Al riguardo, occorre richiamare il costante orientamento giurisprudenziale secondo cui gli organi del Ministero dell’Interno ben possono rilevare come certe frequentazioni “ possano dare luogo al rischio che l’arma sia appresa dalle persone frequentate, e gravate da procedimenti penali, e sia impropriamente utilizzata: una tale valutazione risulta di per sé ragionevole, perché per una buona regola di prudenza è bene evitare che soggetti pregiudicati per gravi reati frequentino chi porti con sé armi, e viceversa ” (cfr. Cons. Stato, Sez. III, 13 ottobre 2016, n. 4242).
La fitta trama di relazioni, sociali e familiari, intrattenute dall’interessato è altresì indicativa di una possibile permeabilità rispetto ad ambienti criminali, tale da determinare il venir meno della fiducia che costituisce il fondamento del rilascio della licenza in materia di armi.
Del resto, non assume rilievo il carattere risalente di alcuni episodi, che, secondo la prospettazione del ricorrente, non potrebbero essere valorizzati dalla Questura in quanto non hanno in precedenza impedito il primo rilascio e il rinnovo del porto d’armi, da ultimo riconosciuto nel settembre 2015.
La prognosi di pericolosità della Questura si basa infatti sulla valutazione globale e sintetica di tutti gli elementi acquisiti e non si presta pertanto ad essere depotenziata isolando i singoli episodi contestati, i quali non assumono rilievo singolarmente, ma nella reciproca interconnessione. Ne discende che gli elementi antecedenti ai precedenti rinnovi non perdono di rilevanza per il solo trascorrere del tempo, in assenza di sopravvenuti elementi oggettivi che esprimano una discontinuità rispetto al passato, atteso che è proprio legandosi agli episodi successivi che tali fatti acquistano un preciso rilievo sintomatico.

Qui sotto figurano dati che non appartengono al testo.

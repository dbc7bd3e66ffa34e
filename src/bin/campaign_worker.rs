use dotenvy::dotenv;
use pushkind_pigeon::campaign::run;
use pushkind_pigeon::config::Settings;

/// Entry point for the campaign worker.
#[tokio::main]
async fn main() {
    env_logger::init_from_env(env_logger::Env::default().default_filter_or("info"));
    dotenv().ok();

    // mail-send builds its own rustls config; make the provider unambiguous
    let _ = rustls::crypto::aws_lc_rs::default_provider().install_default();

    let settings = match Settings::load() {
        Ok(settings) => settings,
        Err(e) => {
            log::error!("{e}");
            std::process::exit(1);
        }
    };

    if let Err(e) = run(settings).await {
        log::error!("{e}");
        std::process::exit(1);
    }
}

In definitiva, alla luce dell’esigenza prioritaria di tutela dei beni dell’ordine e della sicurezza pubblica, le valutazioni dell’amministrazione risultano ragionevoli, proporzionate, non manifestamente incongrue o illogiche, e sono, come tali, insindacabili in sede di legittimità.

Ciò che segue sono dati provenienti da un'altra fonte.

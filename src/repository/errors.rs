use thiserror::Error;

/// Failures reported by the store.
#[derive(Debug, Error)]
pub enum RepositoryError {
    #[error("entity not found")]
    NotFound,

    #[error("validation error: {0}")]
    ValidationError(String),

    #[error("database error: {0}")]
    Database(#[from] diesel::result::Error),

    #[error("connection pool error: {0}")]
    Pool(#[from] diesel::r2d2::PoolError),
}

pub type RepositoryResult<T> = Result<T, RepositoryError>;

Deve essere altresì rigettato il terzo motivo di ricorso, con cui il ricorrente ha lamentato la violazione dell’art. 24 della legge 241 del 1990, per avere l’amministrazione, nel consentire l’accesso agli atti amministrativi, oscurato i nominativi dei soggetti controindicati con i quali è stato controllato.

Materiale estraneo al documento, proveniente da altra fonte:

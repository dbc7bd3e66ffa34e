use async_trait::async_trait;
use mail_send::SmtpClientBuilder;

use crate::campaign::message_builder::ComposedMessage;
use crate::config::RelaySettings;
use crate::domain::Credentials;

use super::{Mailer, Stage, TransportError};

/// Simple SMTP mailer that leverages [`mail_send`] for single messages.
pub struct DialMailer {
    settings: RelaySettings,
}

impl DialMailer {
    pub fn new(settings: RelaySettings) -> Self {
        Self { settings }
    }
}

#[async_trait]
impl Mailer for DialMailer {
    async fn deliver(
        &self,
        message: &ComposedMessage,
        credentials: &Credentials,
    ) -> Result<(), TransportError> {
        let login = (
            credentials.sender_address.as_str(),
            credentials.sender_secret.as_str(),
        );

        SmtpClientBuilder::new(self.settings.host.as_str(), self.settings.port)
            .implicit_tls(true)
            .timeout(self.settings.connect_timeout())
            .credentials(login)
            .connect()
            .await
            .map_err(|e| TransportError::new(Stage::Dial, e))?
            .send(message.builder())
            .await
            .map_err(|e| TransportError::new(Stage::Dial, e))?;
        Ok(())
    }
}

La tutela avverso le determinazioni o il silenzio in materia di accesso ai documenti amministrativi si esplica infatti attraverso l’esercizio un’azione tipica con petitum ordinatorio, trattata nell’ambito dello speciale rito disciplinato dall’art. 116 cod. proc. amm.
Il ricorrente, tuttavia, non ha attivato lo speciale giudizio di accesso preordinato all’esibizione della documentazione in forma integrale, presentando apposita istanza ai sensi dell'art. 116 cod. proc. amm., ma con l’odierno ricorso, avente carattere meramente impugnatorio, si è limitato a chiedere l’annullamento dei provvedimenti avversati.
La censura pertanto, nella misura in cui mira semplicemente a conseguire la caducazione dei provvedimenti adottati dalla Questura, deducendo la violazione del diritto di difesa, deve essere rigettata.
L’infondatezza dei motivi ricorso comporta il rigetto della domanda di risarcimento del danno, in quanto la sostanziale legittimità del provvedimento impugnato elide il requisito dell’ingiustizia del danno richiesto per l’integrazione dell’illecito.
Sussistendo i presupposti di legge, deve essere disposta in via definitiva l’ammissione del ricorrente al gratuito patrocinio, già provvisoriamente disposta con decreto n. 71 del 30 giugno 2022 della competente Commissione per il patrocinio a spese dello Stato di questo Tribunale.
La natura delle questioni esaminate giustifica la compensazione delle spese di lite.